DATA FOR THIS TASK Start Marker

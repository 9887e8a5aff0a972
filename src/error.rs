use crate::solver::SolverStatus;
use thiserror::Error;

/// Malformed input detected before any scheduling work starts.
#[derive(Debug, Clone, PartialEq, Eq, Error)]
pub enum ValidationError {
    #[error("duplicate {kind} id {id}")]
    DuplicateId { kind: &'static str, id: String },
    #[error("{kind} id must not be empty")]
    EmptyId { kind: &'static str },
    #[error("task {task_id} has non-positive duration")]
    NonPositiveDuration { task_id: String },
    #[error("task {task_id} depends on unknown task {dependency}")]
    UnknownDependency { task_id: String, dependency: String },
    #[error("task {task_id} depends on itself")]
    SelfDependency { task_id: String },
    #[error("leave {leave_id} ends on {end} before it starts on {start}")]
    LeaveRange {
        leave_id: String,
        start: chrono::NaiveDate,
        end: chrono::NaiveDate,
    },
    #[error("project {project_id} has no working days")]
    EmptyWorkWeek { project_id: String },
    #[error("project {project_id} lists weekday index {index} (expected 0-6)")]
    InvalidWeekday { project_id: String, index: u8 },
    #[error("working hours {start}:00-{end}:00 are not a valid day")]
    WorkingHours { start: u32, end: u32 },
    #[error("{0} not found")]
    NotFound(String),
}

/// Crate-level error taxonomy for a planning request.
#[derive(Debug, Clone, PartialEq, Eq, Error)]
pub enum PlanError {
    #[error("invalid input: {0}")]
    Validation(#[from] ValidationError),
    #[error("circular dependency detected: {}", .cycle.join(" -> "))]
    CyclicDependency { cycle: Vec<String> },
    #[error("no solution found. Solver status: {status}")]
    NoSolution { status: SolverStatus },
}

impl PlanError {
    /// True when the caller has to fix the task graph or records; false when
    /// retrying with relaxed constraints could help.
    pub fn is_input_error(&self) -> bool {
        matches!(
            self,
            PlanError::Validation(_) | PlanError::CyclicDependency { .. }
        )
    }
}

pub type PlanResult<T> = Result<T, PlanError>;

#[cfg(test)]
mod tests {
    use super::*;

    #[test]
    fn cycle_message_lists_path() {
        let err = PlanError::CyclicDependency {
            cycle: vec!["A".into(), "B".into(), "A".into()],
        };
        assert_eq!(err.to_string(), "circular dependency detected: A -> B -> A");
        assert!(err.is_input_error());
    }

    #[test]
    fn no_solution_is_not_an_input_error() {
        let err = PlanError::NoSolution {
            status: SolverStatus::Unknown,
        };
        assert!(!err.is_input_error());
        assert!(err.to_string().contains("UNKNOWN"));
    }
}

DATA FOR THIS TASK End Marker

TASK DETAILS — Please transcribe the material line by line, exactly, from its opening line through the line that contains "str, id: String".

FINAL ANSWER —
repository 9887e8a5aff0a972
filename src/error.rs
use crate::solver::SolverStatus;
use thiserror::Error;

/// Malformed input detected before any scheduling work starts.
#[derive(Debug, Clone, PartialEq, Eq, Error)]
pub enum ValidationError {
    #[error("duplicate {kind} id {id}")]
    DuplicateId { kind: &'static str, id: String },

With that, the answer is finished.